#### Record extracts

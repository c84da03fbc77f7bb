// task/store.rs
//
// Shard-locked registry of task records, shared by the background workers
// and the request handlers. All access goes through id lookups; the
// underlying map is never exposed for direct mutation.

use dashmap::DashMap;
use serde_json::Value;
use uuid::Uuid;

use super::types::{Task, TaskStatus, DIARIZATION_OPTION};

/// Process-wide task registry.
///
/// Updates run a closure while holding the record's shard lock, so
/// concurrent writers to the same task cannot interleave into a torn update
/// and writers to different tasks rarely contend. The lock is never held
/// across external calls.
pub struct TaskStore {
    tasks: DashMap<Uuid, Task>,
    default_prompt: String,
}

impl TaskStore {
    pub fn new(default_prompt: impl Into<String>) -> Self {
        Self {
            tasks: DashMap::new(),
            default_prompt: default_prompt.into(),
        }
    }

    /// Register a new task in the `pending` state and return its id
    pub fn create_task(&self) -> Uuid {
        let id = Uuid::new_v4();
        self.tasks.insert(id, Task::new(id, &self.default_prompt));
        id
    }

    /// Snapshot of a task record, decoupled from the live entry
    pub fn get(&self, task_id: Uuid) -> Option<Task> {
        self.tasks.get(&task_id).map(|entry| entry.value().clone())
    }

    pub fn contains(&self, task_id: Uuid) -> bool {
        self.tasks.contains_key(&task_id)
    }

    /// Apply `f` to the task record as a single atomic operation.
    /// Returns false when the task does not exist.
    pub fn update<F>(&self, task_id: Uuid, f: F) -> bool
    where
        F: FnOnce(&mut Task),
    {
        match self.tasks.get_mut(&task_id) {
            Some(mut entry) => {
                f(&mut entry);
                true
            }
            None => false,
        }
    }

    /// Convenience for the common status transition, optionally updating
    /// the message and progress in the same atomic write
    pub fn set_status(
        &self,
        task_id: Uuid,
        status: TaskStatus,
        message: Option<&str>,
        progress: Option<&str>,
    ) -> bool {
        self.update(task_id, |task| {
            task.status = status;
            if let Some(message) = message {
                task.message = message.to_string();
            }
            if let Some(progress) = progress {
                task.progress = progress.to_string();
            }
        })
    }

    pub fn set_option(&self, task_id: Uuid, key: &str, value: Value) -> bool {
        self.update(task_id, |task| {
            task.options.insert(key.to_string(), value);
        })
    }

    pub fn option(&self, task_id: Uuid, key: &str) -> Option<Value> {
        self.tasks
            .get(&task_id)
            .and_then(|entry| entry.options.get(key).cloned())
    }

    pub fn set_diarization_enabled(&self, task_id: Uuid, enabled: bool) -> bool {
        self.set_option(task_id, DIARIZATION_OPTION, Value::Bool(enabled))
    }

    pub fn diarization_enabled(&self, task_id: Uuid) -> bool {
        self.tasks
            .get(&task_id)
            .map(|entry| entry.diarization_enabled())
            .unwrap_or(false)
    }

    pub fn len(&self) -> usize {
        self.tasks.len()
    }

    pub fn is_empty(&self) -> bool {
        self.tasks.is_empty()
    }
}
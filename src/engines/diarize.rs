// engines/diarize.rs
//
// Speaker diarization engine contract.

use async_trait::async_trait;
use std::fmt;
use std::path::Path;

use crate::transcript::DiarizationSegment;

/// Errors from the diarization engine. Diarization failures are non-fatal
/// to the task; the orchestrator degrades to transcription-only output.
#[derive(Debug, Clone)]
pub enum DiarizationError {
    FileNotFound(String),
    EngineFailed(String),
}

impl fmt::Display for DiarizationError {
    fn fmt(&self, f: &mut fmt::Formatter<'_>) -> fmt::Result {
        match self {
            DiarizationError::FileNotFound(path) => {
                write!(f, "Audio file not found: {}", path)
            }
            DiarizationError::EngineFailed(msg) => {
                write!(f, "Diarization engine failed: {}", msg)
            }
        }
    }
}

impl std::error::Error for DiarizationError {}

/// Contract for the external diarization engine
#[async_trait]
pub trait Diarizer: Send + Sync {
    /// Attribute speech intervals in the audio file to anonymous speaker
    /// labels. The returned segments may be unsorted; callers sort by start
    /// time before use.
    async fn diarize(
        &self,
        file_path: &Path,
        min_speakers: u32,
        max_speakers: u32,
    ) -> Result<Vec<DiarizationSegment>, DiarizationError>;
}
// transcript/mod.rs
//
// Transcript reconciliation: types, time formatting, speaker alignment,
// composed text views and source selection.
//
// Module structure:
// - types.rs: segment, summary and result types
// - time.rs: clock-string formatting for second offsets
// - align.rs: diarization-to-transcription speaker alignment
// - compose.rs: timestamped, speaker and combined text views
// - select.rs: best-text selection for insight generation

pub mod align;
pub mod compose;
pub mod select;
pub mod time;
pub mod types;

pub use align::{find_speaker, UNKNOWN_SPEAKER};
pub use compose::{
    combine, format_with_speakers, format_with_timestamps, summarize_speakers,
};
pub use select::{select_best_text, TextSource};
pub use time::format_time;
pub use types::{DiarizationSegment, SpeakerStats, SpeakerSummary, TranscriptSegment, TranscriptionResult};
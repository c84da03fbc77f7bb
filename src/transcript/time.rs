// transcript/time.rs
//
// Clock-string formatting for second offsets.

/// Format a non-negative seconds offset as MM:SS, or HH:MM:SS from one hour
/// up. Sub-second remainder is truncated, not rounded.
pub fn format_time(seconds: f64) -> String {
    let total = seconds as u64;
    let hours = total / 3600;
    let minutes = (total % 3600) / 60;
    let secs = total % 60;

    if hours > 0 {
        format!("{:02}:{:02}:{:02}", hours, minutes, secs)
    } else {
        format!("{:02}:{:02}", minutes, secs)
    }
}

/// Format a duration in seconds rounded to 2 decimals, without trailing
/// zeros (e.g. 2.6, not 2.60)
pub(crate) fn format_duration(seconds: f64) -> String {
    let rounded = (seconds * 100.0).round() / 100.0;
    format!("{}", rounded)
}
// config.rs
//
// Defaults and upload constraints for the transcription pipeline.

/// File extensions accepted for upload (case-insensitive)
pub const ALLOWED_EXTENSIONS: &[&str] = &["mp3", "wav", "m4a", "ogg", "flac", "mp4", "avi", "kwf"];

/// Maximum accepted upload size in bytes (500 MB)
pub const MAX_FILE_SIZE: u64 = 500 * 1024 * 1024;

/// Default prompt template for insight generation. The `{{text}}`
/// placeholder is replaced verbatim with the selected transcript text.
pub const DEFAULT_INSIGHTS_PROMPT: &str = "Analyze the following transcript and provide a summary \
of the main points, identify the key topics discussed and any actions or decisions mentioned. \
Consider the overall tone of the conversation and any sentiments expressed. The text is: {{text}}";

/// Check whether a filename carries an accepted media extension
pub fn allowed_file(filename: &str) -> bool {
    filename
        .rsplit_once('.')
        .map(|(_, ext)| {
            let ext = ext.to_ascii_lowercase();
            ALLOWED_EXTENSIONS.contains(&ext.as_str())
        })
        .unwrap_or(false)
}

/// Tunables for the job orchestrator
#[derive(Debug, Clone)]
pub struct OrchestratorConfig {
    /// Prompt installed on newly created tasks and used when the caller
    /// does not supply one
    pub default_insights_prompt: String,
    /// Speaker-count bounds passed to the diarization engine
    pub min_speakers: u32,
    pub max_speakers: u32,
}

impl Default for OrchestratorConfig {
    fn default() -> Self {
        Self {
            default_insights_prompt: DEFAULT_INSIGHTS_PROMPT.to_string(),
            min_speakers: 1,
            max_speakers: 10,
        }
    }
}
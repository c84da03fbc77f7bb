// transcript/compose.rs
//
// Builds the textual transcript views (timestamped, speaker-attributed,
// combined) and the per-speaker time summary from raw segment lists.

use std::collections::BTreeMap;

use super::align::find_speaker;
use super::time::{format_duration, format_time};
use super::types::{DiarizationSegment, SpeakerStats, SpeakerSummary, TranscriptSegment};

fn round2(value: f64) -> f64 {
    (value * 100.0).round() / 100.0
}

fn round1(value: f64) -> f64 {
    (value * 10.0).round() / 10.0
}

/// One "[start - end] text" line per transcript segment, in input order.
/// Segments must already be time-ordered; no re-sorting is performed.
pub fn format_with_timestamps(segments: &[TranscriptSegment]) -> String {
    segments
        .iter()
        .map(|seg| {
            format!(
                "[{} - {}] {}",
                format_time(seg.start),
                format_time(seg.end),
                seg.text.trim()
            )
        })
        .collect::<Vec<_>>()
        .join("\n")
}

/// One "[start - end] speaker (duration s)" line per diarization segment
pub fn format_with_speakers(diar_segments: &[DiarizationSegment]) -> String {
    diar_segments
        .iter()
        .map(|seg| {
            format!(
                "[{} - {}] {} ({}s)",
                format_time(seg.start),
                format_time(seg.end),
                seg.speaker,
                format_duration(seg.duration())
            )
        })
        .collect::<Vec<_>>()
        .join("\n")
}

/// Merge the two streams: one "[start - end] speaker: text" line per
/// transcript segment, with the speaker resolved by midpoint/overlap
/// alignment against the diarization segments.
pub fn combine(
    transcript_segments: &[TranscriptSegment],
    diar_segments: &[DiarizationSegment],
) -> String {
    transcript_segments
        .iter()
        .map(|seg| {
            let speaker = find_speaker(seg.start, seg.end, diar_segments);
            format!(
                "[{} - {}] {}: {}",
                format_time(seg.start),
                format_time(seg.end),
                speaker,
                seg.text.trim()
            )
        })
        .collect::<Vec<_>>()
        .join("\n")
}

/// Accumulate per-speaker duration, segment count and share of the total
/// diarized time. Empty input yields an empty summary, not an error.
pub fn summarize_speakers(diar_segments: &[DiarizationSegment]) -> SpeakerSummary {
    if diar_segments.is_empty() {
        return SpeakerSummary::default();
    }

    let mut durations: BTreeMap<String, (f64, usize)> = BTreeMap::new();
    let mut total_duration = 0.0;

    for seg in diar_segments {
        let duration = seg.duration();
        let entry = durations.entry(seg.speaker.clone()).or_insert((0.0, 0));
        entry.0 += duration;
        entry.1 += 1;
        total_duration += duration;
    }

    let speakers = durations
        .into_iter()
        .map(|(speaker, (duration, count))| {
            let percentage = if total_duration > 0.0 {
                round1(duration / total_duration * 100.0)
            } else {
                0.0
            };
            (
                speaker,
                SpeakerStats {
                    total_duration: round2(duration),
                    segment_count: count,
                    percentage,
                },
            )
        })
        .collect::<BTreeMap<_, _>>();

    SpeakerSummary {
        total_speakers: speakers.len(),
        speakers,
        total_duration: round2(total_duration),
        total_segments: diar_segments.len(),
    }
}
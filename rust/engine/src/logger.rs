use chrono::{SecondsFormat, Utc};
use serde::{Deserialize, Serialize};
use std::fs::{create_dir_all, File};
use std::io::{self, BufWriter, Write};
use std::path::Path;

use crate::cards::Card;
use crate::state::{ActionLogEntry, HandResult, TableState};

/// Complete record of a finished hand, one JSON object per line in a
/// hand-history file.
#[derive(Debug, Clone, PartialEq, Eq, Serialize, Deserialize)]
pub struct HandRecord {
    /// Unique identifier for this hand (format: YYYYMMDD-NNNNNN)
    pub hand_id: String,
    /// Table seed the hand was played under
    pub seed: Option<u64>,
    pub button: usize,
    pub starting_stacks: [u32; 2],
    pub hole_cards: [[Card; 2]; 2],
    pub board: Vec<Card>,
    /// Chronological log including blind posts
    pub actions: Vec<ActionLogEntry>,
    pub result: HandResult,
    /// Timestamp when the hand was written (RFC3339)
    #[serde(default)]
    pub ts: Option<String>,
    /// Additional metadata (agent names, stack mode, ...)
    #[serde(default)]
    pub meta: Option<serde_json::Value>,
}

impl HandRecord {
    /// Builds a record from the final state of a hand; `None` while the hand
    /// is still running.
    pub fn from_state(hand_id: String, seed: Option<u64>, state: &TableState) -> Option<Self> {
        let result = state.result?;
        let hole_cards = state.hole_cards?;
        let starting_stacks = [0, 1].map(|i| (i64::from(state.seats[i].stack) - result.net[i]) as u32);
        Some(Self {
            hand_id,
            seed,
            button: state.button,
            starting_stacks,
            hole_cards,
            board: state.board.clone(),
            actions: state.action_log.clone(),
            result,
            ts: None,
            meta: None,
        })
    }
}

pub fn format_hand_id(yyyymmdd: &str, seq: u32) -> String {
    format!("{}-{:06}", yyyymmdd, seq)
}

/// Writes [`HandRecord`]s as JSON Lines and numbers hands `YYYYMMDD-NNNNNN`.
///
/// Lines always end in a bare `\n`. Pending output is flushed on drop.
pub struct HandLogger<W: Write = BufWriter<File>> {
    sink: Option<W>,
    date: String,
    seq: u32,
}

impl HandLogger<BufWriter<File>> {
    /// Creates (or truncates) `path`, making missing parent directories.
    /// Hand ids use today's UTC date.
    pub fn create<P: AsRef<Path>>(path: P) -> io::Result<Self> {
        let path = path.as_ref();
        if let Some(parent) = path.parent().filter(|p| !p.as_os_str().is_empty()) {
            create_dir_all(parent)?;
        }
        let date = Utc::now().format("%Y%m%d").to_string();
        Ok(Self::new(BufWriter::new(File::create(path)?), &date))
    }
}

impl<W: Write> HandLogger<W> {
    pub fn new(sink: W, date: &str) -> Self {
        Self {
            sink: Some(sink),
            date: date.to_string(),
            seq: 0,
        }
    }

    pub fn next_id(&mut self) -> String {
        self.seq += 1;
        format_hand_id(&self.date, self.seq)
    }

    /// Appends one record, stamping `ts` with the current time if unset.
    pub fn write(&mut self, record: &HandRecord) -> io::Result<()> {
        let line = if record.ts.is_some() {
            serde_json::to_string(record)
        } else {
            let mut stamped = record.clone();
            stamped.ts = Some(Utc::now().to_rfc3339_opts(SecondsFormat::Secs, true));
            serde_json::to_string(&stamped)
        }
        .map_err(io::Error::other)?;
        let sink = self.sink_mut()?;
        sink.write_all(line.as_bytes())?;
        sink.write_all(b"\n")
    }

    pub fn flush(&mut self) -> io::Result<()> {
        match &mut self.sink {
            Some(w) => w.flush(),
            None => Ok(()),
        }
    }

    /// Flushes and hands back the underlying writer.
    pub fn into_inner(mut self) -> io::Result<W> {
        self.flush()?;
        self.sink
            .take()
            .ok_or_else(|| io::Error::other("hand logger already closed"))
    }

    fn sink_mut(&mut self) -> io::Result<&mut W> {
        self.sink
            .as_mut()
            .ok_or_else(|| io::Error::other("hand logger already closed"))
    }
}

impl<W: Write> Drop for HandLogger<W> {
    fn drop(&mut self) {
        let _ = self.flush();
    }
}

########

Task
Return all lines from the data above with "ActionLogEntry" in them.

Answer space
use crate::state::{ActionLogEntry, HandResult, TableState};
    pub actions: Vec<ActionLogEntry>,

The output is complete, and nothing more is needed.